David Deutsch sagt manchmal in kurzen Sätzen derart atemberaubende Dinge, dass ich durch dieses Buch endgültig zur Auffassung gekommen bin, dass die moderne Wissenschaft die Esoterik mittlerweise in den Schatten stellt, und das meine ich keineswegs abwertend.
Ich sehe mich leider kaum in der Lage, auf Details einzugehen, abgesehen von der hier schon dargestellten Verteidigung der Viele-Welten- Theorie, die in ihrer letzten Konsequenz allein schon die wildesten Star-Trek-Dehbücher hinter sich lässt.

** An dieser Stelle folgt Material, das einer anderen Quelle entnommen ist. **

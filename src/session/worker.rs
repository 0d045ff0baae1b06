//! Background listening runtime.
//!
//! One thread owns the listening pipeline, the session supervisor, and the
//! segment cutter. The caller keeps the native capture (it is not `Send`),
//! feeds recognizer and focus events over a channel, and tears everything
//! down through [`ListenWorker::shutdown`], which enforces the order:
//! supervisor first, then capture, then smoother/VAD reset.
//!
//! While the app is unfocused the runtime is suspended: it asks the caller to
//! pause the capture and discards any frame that still arrives.

use super::clock::Clock;
use super::supervisor::{SessionSupervisor, SpeechRecognizer, SupervisorConfig, SupervisorEvent};
use crate::audio::{
    ListenMetrics, ListeningPipeline, LiveMeter, PcmSegment, PipelineConfig, SampleSource,
    SegmentConfig, SegmentEnd, SegmentRecorder, SourceEvent, TimedTransition,
};
use crate::config::AppConfig;
use crate::error::VoxError;
use crate::log_debug;
use crossbeam_channel::{bounded, unbounded, Receiver, RecvTimeoutError, Sender, TryRecvError};
use std::thread;
use std::time::Duration;

const SHUTDOWN_ACK_TIMEOUT: Duration = Duration::from_secs(2);

#[derive(Debug, Clone, Copy, PartialEq)]
pub struct WorkerConfig {
    pub pipeline: PipelineConfig,
    pub supervisor: SupervisorConfig,
    pub segments: SegmentConfig,
    pub frame_ms: u64,
    pub sample_rate: u32,
}

impl WorkerConfig {
    pub fn from_app(cfg: &AppConfig, sample_rate: u32) -> Self {
        Self {
            pipeline: PipelineConfig::from(cfg),
            supervisor: SupervisorConfig::from(cfg),
            segments: SegmentConfig::from(cfg),
            frame_ms: cfg.frame_ms,
            sample_rate,
        }
    }
}

#[derive(Debug, Clone, PartialEq, Eq)]
pub enum ListenCommand {
    RecognizerResult { text: String, is_final: bool },
    RecognizerError(String),
    Focus(bool),
    Shutdown,
    CaptureReleased { dropped_frames: usize },
}

#[derive(Debug, Clone, PartialEq)]
pub enum ListenMessage {
    Vad(TimedTransition),
    Supervisor(SupervisorEvent),
    /// A hands-free speech segment closed by silence or length.
    Segment(PcmSegment),
    /// Focus was lost; the caller should pause the native capture.
    CaptureSuspended,
    /// Focus came back; the caller should resume the native capture.
    CaptureResumed,
    SupervisorStopped,
}

/// Handle for the listening thread.
pub struct ListenWorker {
    commands: Sender<ListenCommand>,
    pub messages: Receiver<ListenMessage>,
    handle: Option<thread::JoinHandle<ListenMetrics>>,
}

impl ListenWorker {
    pub fn report_result(&self, text: &str, is_final: bool) {
        self.send(ListenCommand::RecognizerResult {
            text: text.to_string(),
            is_final,
        });
    }

    pub fn report_error(&self, message: &str) {
        self.send(ListenCommand::RecognizerError(message.to_string()));
    }

    pub fn set_focus(&self, focused: bool) {
        self.send(ListenCommand::Focus(focused));
    }

    fn send(&self, command: ListenCommand) {
        if self.commands.send(command).is_err() {
            log_debug("listen worker already exited; command dropped");
        }
    }

    /// Stop listening. `release_capture` runs after the supervisor has
    /// stopped and must release the native stream, returning how many frames
    /// it dropped.
    pub fn shutdown<F>(mut self, release_capture: F) -> ListenMetrics
    where
        F: FnOnce() -> usize,
    {
        self.send(ListenCommand::Shutdown);
        let deadline = std::time::Instant::now() + SHUTDOWN_ACK_TIMEOUT;
        loop {
            let remaining = deadline.saturating_duration_since(std::time::Instant::now());
            match self.messages.recv_timeout(remaining) {
                Ok(ListenMessage::SupervisorStopped) => break,
                Ok(_) => continue,
                Err(_) => {
                    log_debug("listen worker did not acknowledge shutdown");
                    break;
                }
            }
        }
        let dropped_frames = release_capture();
        self.send(ListenCommand::CaptureReleased { dropped_frames });
        match self.handle.take().map(|handle| handle.join()) {
            Some(Ok(metrics)) => metrics,
            Some(Err(_)) => {
                log_debug("listen worker panicked during shutdown");
                ListenMetrics::default()
            }
            None => ListenMetrics::default(),
        }
    }
}

impl Drop for ListenWorker {
    fn drop(&mut self) {
        if self.handle.is_some() {
            let _ = self.commands.send(ListenCommand::Shutdown);
            let _ = self.commands.send(ListenCommand::CaptureReleased { dropped_frames: 0 });
        }
    }
}

/// Start listening on a background thread.
pub fn spawn_listen_worker<S, R, C>(
    cfg: WorkerConfig,
    source: S,
    recognizer: R,
    clock: C,
    meter: LiveMeter,
) -> ListenWorker
where
    S: SampleSource + 'static,
    R: SpeechRecognizer + Send + 'static,
    C: Clock + 'static,
{
    let (command_tx, command_rx) = unbounded();
    let (message_tx, message_rx) = bounded(256);
    let handle = thread::spawn(move || {
        let mut runtime = ListenRuntime::new(cfg, recognizer, meter, message_tx);
        runtime.run(source, &command_rx, &clock)
    });
    ListenWorker {
        commands: command_tx,
        messages: message_rx,
        handle: Some(handle),
    }
}

#[derive(Clone, Copy, PartialEq, Eq)]
enum Phase {
    Listening,
    Suspended,
    Draining,
}

struct ListenRuntime<R: SpeechRecognizer> {
    cfg: WorkerConfig,
    pipeline: ListeningPipeline,
    supervisor: SessionSupervisor<R>,
    segments: SegmentRecorder,
    messages: Sender<ListenMessage>,
    phase: Phase,
    suspended_frames: u64,
}

impl<R: SpeechRecognizer> ListenRuntime<R> {
    fn new(
        cfg: WorkerConfig,
        recognizer: R,
        meter: LiveMeter,
        messages: Sender<ListenMessage>,
    ) -> Self {
        Self {
            pipeline: ListeningPipeline::new(cfg.pipeline, meter),
            supervisor: SessionSupervisor::new(cfg.supervisor, recognizer),
            segments: SegmentRecorder::new(&cfg.segments, cfg.sample_rate),
            messages,
            phase: Phase::Listening,
            suspended_frames: 0,
            cfg,
        }
    }

    fn run<S: SampleSource, C: Clock>(
        &mut self,
        mut source: S,
        commands: &Receiver<ListenCommand>,
        clock: &C,
    ) -> ListenMetrics {
        let poll = Duration::from_millis(self.cfg.frame_ms.max(1));
        let mut source_open = true;
        self.pipeline.meter().set_active(true);
        self.supervisor.start_listening(clock.now_ms());
        self.forward_supervisor_events();
        log_debug(&format!("listen worker started (source={})", source.name()));

        loop {
            loop {
                match commands.try_recv() {
                    Ok(command) => {
                        if let Some(metrics) = self.handle_command(command, clock.now_ms()) {
                            return metrics;
                        }
                    }
                    Err(TryRecvError::Empty) => break,
                    Err(TryRecvError::Disconnected) => return self.finish(0),
                }
            }

            if source_open {
                match source.next_event(poll) {
                    SourceEvent::Sample { loudness, pcm } => match self.phase {
                        Phase::Listening => self.on_sample(loudness, pcm, clock.now_ms()),
                        Phase::Suspended => self.suspended_frames += 1,
                        Phase::Draining => {}
                    },
                    SourceEvent::Idle => {}
                    SourceEvent::Closed => {
                        log_debug("listen worker: capture source closed");
                        source_open = false;
                    }
                }
            } else {
                match commands.recv_timeout(poll) {
                    Ok(command) => {
                        if let Some(metrics) = self.handle_command(command, clock.now_ms()) {
                            return metrics;
                        }
                    }
                    Err(RecvTimeoutError::Timeout) => {}
                    Err(RecvTimeoutError::Disconnected) => return self.finish(0),
                }
            }

            if self.phase == Phase::Listening {
                self.supervisor.tick(clock.now_ms());
                self.forward_supervisor_events();
            }
        }
    }

    fn on_sample(&mut self, loudness: f32, pcm: Option<Vec<i16>>, now_ms: u64) {
        let step = self.pipeline.process(loudness, now_ms);
        if let Some(transition) = step.transition {
            self.emit(ListenMessage::Vad(TimedTransition {
                at_ms: now_ms,
                transition,
                smoothed: step.smoothed,
            }));
            if transition == crate::audio::VadTransition::SpeechEnded {
                self.supervisor.on_vad_finalize(now_ms);
                self.forward_supervisor_events();
            }
        }
        if let Some(frame) = pcm {
            let voiced = step.voiced(&self.cfg.pipeline.vad);
            if let Some(segment) = self.segments.push(frame, voiced, step.transition) {
                self.emit(ListenMessage::Segment(segment));
            }
        }
    }

    fn handle_command(&mut self, command: ListenCommand, now_ms: u64) -> Option<ListenMetrics> {
        match command {
            ListenCommand::RecognizerResult { text, is_final } => {
                self.supervisor.on_result(now_ms, &text, is_final);
            }
            ListenCommand::RecognizerError(message) => {
                self.supervisor
                    .on_recognizer_error(now_ms, &VoxError::Recognizer(message));
            }
            ListenCommand::Focus(focused) => {
                self.supervisor.on_focus_change(now_ms, focused);
                match (self.phase, focused) {
                    (Phase::Listening, false) => {
                        self.phase = Phase::Suspended;
                        self.pipeline.reset();
                        self.segments.reset();
                        self.pipeline.meter().set_active(false);
                        self.emit(ListenMessage::CaptureSuspended);
                    }
                    (Phase::Suspended, true) => {
                        if self.suspended_frames > 0 {
                            log_debug(&format!(
                                "listen worker: discarded {} frames while unfocused",
                                self.suspended_frames
                            ));
                            self.suspended_frames = 0;
                        }
                        self.phase = Phase::Listening;
                        self.pipeline.meter().set_active(true);
                        self.emit(ListenMessage::CaptureResumed);
                    }
                    _ => {}
                }
            }
            ListenCommand::Shutdown => {
                self.supervisor.stop_listening();
                self.forward_supervisor_events();
                self.phase = Phase::Draining;
                self.emit(ListenMessage::SupervisorStopped);
            }
            ListenCommand::CaptureReleased { dropped_frames } => {
                return Some(self.finish(dropped_frames));
            }
        }
        self.forward_supervisor_events();
        None
    }

    fn finish(&mut self, dropped_frames: usize) -> ListenMetrics {
        if self.supervisor.is_listening() {
            self.supervisor.stop_listening();
        }
        if let Some(segment) = self.segments.flush() {
            if segment.end == SegmentEnd::Flushed {
                log_debug(&format!(
                    "discarding {}ms of unfinished speech at shutdown",
                    segment.duration_ms()
                ));
            }
        }
        self.pipeline.note_dropped(dropped_frames);
        self.pipeline.reset();
        let metrics = self.pipeline.take_metrics();
        log_listen_metrics(&metrics);
        metrics
    }

    fn forward_supervisor_events(&mut self) {
        for event in self.supervisor.drain_events() {
            self.emit(ListenMessage::Supervisor(event));
        }
    }

    fn emit(&self, message: ListenMessage) {
        if let Err(err) = self.messages.try_send(message) {
            log_debug(&format!("listen worker: message dropped ({err})"));
        }
    }
}

pub fn log_listen_metrics(metrics: &ListenMetrics) {
    log_debug(&format!(
        "listen_metrics|frames={}|dropped={}|segments={}|speech_ms={}|listen_ms={}",
        metrics.frames_processed,
        metrics.frames_dropped,
        metrics.speech_segments,
        metrics.speech_ms,
        metrics.listen_ms
    ));
    tracing::info!(
        target: "voxorb::session",
        frames = metrics.frames_processed,
        dropped = metrics.frames_dropped,
        segments = metrics.speech_segments,
        speech_ms = metrics.speech_ms,
        listen_ms = metrics.listen_ms,
        "listen session ended"
    );
}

Wer nun allerdings denkt, dass Deutsch sich nur mit spekulativem Stoff beschäftigt, irrt sich, im Gegenteil hat er sich bemüht, ein zusammenhängendes Werk zu schaffen, was bei den Grundlagen, z.B. Erkenntnistheorie, beginnt und die Stränge allmählich zu einem runden Bild zusammenführt, was, wenn man dem folgen kann, wirklich zu einer neuartigen und fundierten Sicht der Wirklichkeit führen kann. Er führt dabei beispielsweise Poppers Philosphie mit der modernen Evolutionstheorie von Dawkins zusammen und versucht erfreulicherweise, eine Synthese der interessanten Theorien der letzten Zeit zu leisten.
Nebenbei streift er mal eben Killer-Themen wie die Widerlegung des Solipsismus, Wilensfreiheit, den versuchten Beweis, dass objektive Erkenntnis möglich ist usw., also so ziemlich alle Dinge, an denen sich die Philosophen der Menschheitsgeschichte die Zähne ausgebissen haben. Letzteres, also die Annahme, dass die Welt objektiv ist, steht nämlich in direktem Zusammenhang mit der Annahme, dass die merkwürdigen Quanteneffekte eine Ebene haben müssen, wo sie sich ereignen, also die anderen Welten.
Im Gegensatz zu anderen Deutungen lehnt Deutsch es ab, diese Effekte nur auf statistische Wahrscheinlichkeiten zu reduzieren, und um das darzulegen, holt er im positiven Sinne sehr weit aus.
Man hat hier also den seltenen Fall vor sich, dass ein wissenschaftlicher Autor gleichzeitig einen äußerst wirklichkeitsverbundenen als auch einen fast esoterischen Eindruck macht, und gerade das macht das Buch spannend.
Beim Stil hat man manchmal den Eindruck, dass Deutsch mit dem Niederschreiben seiner Gedanken kaum hinterherkommt, aber wenn man sich ein wenig Zeit nimmt, ist das Buch ein Erlebnis.